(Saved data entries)
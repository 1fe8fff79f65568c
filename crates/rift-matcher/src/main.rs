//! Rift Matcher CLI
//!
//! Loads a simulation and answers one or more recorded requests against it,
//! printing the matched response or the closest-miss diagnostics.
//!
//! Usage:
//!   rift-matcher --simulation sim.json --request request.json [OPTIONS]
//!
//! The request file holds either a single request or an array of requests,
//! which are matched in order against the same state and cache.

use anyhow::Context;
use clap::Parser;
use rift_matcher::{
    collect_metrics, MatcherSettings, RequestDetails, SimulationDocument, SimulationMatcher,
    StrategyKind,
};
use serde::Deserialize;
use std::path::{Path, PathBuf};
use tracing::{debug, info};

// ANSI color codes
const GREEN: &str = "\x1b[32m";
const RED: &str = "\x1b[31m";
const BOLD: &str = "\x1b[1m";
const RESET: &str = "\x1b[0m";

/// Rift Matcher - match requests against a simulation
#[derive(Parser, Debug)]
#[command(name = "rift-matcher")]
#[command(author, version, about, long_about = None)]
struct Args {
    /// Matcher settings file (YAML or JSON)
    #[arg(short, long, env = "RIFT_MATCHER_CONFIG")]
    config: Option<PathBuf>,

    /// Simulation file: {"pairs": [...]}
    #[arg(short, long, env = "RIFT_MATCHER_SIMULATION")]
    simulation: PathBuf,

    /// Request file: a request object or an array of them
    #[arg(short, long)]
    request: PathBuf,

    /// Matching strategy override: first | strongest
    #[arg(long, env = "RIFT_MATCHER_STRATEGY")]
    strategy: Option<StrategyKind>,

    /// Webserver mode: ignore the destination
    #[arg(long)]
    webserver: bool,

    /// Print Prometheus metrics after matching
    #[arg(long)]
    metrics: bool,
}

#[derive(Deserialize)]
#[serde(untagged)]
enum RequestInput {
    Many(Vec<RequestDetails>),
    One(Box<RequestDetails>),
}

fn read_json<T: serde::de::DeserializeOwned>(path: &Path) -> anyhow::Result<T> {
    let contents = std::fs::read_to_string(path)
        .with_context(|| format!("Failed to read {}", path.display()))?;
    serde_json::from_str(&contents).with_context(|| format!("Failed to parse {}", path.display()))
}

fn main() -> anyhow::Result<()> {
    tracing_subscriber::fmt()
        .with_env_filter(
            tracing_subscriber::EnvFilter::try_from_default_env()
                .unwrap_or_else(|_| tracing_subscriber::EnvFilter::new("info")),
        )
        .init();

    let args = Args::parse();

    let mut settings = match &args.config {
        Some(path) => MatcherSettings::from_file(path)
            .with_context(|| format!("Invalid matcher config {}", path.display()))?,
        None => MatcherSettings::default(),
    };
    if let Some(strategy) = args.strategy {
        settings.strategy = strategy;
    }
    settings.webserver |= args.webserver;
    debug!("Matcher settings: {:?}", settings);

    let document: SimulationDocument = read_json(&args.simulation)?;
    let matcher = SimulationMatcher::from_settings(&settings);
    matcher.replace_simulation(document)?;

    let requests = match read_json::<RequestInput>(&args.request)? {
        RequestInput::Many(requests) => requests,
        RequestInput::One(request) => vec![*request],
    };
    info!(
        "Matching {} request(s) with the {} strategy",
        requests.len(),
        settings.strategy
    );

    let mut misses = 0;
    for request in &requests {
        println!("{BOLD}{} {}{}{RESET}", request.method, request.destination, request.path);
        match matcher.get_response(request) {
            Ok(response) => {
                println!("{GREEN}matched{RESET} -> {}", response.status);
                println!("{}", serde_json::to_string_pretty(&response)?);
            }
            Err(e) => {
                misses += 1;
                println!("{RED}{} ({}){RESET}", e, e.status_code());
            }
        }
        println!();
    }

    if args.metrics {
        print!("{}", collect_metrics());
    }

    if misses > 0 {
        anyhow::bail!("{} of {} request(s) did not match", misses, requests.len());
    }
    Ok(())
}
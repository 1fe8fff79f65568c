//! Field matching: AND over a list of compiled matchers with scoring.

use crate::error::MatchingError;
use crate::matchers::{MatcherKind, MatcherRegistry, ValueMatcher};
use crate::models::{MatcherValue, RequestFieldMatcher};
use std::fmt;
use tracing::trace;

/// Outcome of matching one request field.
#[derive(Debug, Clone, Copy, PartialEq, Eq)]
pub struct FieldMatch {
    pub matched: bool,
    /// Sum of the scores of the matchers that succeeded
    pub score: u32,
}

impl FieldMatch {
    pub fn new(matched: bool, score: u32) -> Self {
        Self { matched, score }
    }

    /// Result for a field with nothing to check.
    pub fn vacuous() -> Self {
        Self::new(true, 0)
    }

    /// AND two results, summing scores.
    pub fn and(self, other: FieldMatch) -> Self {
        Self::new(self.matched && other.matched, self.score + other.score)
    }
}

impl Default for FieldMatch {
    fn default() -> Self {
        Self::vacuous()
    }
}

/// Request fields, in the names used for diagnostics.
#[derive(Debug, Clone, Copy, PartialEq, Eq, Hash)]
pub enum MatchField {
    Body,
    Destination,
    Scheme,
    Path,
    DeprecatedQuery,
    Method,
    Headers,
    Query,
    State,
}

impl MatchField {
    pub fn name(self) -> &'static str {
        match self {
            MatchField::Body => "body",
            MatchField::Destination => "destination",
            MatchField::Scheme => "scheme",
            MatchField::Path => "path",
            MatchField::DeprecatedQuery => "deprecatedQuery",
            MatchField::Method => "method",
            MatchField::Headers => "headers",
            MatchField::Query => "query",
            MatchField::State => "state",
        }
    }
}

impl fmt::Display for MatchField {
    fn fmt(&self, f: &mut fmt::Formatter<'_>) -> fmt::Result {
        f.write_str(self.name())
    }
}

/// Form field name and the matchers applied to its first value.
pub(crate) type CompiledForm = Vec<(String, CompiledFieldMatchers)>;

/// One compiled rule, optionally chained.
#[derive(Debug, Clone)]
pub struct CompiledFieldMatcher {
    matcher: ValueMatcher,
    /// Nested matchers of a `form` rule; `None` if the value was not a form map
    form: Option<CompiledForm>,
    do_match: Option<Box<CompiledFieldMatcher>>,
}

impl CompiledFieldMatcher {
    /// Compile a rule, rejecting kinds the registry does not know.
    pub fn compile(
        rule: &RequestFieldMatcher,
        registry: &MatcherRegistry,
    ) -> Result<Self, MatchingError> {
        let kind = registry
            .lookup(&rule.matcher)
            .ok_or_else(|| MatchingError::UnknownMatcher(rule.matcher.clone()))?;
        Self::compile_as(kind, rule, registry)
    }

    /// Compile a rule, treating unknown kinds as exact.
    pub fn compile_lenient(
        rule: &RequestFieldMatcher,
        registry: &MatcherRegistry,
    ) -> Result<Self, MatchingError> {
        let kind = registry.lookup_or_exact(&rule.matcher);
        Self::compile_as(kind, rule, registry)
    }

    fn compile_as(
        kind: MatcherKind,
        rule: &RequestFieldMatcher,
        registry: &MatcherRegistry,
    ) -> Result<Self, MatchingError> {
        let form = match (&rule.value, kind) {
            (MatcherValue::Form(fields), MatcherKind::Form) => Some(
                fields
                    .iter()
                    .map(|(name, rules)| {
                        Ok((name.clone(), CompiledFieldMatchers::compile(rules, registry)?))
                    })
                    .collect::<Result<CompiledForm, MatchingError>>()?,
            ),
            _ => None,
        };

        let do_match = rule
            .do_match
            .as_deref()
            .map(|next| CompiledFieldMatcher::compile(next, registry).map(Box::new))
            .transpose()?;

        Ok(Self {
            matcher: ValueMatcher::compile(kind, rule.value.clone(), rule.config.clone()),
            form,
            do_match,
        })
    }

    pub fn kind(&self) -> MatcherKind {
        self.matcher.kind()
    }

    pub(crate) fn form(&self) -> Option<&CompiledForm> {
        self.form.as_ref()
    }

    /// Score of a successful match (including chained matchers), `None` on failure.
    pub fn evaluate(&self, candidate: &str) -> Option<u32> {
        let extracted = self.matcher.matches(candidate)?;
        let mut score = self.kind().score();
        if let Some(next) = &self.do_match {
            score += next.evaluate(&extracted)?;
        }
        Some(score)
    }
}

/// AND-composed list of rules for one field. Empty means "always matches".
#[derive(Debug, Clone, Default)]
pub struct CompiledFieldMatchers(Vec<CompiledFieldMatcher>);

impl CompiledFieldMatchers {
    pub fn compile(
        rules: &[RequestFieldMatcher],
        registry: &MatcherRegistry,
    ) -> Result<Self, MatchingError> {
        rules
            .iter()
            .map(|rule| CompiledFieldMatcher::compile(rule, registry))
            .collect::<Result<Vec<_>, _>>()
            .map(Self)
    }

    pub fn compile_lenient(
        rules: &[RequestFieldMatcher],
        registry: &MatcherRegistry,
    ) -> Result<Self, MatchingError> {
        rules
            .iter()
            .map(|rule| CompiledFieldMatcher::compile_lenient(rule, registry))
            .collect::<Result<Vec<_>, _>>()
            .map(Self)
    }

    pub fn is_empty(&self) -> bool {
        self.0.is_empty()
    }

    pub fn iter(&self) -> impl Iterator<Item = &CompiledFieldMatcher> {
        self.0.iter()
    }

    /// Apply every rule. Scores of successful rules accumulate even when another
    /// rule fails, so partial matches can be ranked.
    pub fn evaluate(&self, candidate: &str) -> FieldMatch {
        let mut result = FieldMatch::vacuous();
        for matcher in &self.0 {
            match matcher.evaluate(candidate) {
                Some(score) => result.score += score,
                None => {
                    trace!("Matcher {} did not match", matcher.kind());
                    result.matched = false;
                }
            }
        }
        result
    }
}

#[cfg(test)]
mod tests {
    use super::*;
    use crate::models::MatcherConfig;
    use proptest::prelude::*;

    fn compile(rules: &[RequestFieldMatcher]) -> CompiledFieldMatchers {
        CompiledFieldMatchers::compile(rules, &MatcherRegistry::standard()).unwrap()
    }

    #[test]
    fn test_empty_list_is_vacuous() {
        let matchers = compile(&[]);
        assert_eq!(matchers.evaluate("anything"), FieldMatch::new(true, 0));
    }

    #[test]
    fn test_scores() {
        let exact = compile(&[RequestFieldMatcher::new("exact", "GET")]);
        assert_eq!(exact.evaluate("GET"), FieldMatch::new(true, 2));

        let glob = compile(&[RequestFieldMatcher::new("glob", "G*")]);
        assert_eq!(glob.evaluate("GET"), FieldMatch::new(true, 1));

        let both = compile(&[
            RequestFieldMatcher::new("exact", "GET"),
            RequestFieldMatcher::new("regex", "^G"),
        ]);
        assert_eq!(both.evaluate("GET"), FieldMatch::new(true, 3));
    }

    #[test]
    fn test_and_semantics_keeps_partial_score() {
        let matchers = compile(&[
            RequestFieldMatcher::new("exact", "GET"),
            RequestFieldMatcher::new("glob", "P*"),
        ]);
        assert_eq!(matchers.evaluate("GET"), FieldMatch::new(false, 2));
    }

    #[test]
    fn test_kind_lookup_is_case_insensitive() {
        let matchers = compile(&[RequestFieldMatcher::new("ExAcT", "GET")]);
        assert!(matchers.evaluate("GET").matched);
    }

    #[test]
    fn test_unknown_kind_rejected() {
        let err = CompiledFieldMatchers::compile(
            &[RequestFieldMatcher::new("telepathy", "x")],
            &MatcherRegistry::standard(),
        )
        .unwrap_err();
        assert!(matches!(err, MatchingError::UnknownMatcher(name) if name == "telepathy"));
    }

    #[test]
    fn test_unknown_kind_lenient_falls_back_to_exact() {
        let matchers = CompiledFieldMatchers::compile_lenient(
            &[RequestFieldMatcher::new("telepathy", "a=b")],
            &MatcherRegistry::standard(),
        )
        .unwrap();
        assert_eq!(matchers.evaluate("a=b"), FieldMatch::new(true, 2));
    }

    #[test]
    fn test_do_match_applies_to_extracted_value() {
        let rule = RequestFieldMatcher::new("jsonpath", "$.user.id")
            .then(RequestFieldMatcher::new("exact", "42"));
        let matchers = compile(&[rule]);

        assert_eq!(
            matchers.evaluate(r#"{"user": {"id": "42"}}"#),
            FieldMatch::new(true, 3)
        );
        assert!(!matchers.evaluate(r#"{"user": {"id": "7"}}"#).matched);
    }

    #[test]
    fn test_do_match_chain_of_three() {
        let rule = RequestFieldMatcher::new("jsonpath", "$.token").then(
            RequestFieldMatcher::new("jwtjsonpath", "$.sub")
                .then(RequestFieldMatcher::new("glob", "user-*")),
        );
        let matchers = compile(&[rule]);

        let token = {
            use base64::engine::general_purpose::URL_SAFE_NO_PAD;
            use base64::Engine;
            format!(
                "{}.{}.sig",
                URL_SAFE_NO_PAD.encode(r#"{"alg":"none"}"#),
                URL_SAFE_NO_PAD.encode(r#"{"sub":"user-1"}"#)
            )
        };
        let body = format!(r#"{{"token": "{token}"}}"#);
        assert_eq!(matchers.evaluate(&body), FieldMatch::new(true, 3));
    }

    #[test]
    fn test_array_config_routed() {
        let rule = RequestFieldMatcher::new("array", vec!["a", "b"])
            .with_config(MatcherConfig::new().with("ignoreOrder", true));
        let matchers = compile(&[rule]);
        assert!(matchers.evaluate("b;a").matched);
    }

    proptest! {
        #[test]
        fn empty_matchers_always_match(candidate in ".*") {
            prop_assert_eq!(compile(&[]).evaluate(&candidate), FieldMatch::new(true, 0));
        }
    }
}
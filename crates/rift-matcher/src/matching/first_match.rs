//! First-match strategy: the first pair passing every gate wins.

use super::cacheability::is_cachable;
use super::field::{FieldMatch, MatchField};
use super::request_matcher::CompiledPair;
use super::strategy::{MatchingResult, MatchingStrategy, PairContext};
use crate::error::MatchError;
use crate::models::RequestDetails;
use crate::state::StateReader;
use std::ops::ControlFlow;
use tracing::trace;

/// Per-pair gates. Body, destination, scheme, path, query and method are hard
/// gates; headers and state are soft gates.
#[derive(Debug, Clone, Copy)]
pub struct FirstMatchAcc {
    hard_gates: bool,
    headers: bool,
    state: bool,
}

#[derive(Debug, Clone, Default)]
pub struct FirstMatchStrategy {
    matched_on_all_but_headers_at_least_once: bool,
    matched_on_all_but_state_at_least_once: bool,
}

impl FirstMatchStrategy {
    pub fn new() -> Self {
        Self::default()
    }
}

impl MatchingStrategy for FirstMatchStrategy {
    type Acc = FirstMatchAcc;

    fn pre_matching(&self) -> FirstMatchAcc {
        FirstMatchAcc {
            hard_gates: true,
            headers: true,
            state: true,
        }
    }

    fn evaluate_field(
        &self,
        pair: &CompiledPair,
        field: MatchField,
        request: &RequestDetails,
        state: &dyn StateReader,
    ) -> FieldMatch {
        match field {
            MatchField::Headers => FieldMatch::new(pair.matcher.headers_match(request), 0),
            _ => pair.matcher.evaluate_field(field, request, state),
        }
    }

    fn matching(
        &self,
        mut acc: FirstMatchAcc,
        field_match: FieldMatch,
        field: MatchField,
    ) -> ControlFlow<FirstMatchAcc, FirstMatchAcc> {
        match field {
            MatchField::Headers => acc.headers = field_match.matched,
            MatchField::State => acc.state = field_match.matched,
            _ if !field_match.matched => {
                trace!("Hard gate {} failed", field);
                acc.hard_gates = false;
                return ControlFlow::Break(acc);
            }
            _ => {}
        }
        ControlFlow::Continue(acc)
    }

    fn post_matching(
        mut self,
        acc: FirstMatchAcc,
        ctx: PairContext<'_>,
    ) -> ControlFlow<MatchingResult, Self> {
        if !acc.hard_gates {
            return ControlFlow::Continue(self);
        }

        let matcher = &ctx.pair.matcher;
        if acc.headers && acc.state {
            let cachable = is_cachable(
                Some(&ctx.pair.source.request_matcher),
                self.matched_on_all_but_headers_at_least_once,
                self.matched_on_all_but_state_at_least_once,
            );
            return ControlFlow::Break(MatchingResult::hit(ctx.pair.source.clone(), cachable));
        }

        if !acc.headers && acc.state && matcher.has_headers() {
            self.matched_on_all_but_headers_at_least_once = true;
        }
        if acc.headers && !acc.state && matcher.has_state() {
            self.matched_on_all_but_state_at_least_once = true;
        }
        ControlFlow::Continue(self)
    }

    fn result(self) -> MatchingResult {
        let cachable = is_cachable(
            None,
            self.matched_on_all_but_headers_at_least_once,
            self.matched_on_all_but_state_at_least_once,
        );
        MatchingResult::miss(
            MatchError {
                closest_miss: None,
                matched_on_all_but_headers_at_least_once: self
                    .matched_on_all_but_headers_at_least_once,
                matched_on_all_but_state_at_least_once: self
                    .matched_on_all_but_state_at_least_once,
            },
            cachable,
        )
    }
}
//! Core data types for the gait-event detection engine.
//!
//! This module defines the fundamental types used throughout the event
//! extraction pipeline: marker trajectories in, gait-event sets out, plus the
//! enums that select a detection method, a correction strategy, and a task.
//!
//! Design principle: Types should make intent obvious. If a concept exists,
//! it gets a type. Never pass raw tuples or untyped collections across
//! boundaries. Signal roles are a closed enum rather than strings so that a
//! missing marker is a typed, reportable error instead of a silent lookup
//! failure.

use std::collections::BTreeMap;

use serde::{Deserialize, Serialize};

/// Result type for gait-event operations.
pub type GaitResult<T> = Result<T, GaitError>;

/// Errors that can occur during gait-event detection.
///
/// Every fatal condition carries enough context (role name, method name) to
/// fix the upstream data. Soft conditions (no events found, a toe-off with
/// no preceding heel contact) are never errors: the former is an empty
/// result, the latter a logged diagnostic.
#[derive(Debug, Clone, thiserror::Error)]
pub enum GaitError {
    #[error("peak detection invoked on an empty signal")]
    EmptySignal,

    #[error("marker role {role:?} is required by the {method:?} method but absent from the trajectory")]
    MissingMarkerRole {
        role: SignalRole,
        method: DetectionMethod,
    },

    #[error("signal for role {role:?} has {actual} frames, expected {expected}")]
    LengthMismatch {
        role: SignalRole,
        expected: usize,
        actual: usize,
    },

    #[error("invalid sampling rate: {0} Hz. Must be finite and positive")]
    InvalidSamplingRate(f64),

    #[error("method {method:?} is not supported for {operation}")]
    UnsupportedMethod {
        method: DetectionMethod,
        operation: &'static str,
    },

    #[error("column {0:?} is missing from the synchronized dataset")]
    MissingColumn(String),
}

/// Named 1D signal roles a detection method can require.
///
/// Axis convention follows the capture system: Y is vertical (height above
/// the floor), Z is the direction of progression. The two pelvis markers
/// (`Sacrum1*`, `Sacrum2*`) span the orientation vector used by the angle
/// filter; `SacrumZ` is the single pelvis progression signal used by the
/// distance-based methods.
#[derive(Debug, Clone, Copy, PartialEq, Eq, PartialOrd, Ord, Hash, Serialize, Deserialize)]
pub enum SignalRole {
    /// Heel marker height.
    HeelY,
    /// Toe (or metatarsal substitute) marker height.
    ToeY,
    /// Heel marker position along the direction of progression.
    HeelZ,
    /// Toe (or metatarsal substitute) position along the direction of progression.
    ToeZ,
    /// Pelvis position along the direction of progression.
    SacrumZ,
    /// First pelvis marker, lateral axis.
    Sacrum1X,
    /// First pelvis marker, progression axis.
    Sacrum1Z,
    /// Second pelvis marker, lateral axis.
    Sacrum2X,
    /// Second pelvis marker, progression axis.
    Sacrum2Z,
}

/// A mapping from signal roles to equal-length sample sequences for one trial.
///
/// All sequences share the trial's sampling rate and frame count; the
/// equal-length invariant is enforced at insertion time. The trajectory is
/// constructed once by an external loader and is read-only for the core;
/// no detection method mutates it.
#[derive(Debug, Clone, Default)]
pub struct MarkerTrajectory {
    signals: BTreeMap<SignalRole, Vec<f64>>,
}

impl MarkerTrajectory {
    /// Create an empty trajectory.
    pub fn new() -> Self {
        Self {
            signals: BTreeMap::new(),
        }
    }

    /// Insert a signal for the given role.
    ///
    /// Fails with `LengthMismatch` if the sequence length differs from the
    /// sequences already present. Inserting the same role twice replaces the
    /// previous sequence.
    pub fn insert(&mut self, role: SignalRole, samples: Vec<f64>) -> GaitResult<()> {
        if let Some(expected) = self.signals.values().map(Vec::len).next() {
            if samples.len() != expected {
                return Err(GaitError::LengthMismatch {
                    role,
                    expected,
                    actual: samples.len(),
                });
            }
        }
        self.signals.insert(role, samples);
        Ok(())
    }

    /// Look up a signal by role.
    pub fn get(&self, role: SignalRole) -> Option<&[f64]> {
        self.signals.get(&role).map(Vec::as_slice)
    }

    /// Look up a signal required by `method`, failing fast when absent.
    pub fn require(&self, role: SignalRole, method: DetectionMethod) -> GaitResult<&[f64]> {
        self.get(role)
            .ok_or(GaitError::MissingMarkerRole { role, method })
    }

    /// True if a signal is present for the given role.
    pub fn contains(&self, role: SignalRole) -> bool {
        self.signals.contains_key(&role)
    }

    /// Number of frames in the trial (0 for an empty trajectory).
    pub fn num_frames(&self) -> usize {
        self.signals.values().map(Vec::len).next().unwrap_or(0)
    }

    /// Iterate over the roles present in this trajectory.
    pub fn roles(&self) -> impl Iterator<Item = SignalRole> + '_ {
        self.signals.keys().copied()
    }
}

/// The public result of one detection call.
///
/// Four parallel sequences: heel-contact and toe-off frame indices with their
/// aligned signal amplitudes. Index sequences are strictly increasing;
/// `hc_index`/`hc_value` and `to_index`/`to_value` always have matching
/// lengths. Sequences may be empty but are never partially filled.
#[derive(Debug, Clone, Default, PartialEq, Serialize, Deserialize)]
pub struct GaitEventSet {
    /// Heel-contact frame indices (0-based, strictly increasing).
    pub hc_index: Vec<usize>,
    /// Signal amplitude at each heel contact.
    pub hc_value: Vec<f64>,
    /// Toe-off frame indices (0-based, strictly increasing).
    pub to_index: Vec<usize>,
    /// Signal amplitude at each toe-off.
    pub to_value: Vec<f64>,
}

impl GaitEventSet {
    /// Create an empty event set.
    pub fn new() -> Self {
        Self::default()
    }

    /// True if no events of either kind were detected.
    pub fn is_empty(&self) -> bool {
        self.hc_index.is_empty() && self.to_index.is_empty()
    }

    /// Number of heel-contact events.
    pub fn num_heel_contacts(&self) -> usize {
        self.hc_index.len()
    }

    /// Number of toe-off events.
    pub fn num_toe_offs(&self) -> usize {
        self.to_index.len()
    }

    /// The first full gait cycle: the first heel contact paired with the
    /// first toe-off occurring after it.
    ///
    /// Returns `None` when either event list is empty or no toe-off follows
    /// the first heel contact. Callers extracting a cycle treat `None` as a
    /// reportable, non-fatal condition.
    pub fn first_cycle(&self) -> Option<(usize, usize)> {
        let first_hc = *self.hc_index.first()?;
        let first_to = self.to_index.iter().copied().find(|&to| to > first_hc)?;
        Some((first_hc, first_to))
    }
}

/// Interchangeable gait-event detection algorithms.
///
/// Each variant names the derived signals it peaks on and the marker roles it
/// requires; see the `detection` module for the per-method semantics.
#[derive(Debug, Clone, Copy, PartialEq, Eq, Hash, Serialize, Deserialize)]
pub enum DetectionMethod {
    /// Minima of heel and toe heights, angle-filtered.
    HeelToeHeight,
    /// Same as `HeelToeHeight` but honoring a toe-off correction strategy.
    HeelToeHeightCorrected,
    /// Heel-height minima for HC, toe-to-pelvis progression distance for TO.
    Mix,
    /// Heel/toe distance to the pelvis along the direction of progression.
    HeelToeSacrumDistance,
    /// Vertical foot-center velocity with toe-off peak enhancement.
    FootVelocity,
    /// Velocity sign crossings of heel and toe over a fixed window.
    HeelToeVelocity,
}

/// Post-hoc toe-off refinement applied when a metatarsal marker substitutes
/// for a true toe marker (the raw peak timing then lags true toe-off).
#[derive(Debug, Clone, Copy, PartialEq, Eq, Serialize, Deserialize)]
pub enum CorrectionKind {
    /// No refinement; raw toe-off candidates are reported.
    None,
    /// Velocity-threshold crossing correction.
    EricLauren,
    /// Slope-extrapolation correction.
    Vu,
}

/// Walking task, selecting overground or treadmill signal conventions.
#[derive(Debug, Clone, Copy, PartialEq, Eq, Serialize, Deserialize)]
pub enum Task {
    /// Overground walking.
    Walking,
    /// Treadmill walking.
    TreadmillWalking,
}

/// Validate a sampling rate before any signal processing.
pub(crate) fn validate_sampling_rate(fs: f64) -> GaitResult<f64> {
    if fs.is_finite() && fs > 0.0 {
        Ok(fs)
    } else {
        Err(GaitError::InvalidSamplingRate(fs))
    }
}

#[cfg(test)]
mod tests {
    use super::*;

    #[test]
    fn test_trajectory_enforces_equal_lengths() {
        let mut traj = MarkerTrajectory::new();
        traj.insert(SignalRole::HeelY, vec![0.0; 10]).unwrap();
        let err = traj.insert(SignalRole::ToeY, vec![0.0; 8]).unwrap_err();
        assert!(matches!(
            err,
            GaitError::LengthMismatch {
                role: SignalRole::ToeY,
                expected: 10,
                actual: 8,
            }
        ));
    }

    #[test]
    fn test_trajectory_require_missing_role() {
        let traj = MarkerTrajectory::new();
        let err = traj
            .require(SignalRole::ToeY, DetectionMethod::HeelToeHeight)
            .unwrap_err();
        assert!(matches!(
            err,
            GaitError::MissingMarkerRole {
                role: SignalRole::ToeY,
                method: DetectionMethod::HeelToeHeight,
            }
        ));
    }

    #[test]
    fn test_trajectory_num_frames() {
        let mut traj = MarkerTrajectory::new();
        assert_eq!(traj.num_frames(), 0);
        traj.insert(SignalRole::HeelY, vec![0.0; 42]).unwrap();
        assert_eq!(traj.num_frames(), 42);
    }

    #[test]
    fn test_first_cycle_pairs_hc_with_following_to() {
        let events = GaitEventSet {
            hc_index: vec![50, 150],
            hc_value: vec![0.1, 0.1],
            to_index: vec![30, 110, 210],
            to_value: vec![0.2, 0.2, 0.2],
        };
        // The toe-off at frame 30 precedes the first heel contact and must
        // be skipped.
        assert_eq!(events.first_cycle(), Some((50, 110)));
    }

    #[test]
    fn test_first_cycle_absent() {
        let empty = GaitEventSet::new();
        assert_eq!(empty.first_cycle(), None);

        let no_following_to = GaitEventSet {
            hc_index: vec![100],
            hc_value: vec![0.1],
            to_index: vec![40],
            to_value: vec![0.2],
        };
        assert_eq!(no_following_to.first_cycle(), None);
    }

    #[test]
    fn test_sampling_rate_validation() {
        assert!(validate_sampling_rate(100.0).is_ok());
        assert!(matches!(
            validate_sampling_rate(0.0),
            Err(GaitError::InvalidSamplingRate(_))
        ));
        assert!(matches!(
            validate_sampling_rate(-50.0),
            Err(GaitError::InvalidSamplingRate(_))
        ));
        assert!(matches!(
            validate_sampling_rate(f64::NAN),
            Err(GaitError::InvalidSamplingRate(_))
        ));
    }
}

### WHAT YOU NEED TO DO
Nothing but a number is expected: how many lines in the data above hold the word "used".

### SOLUTION TO THIS PROBLEM
4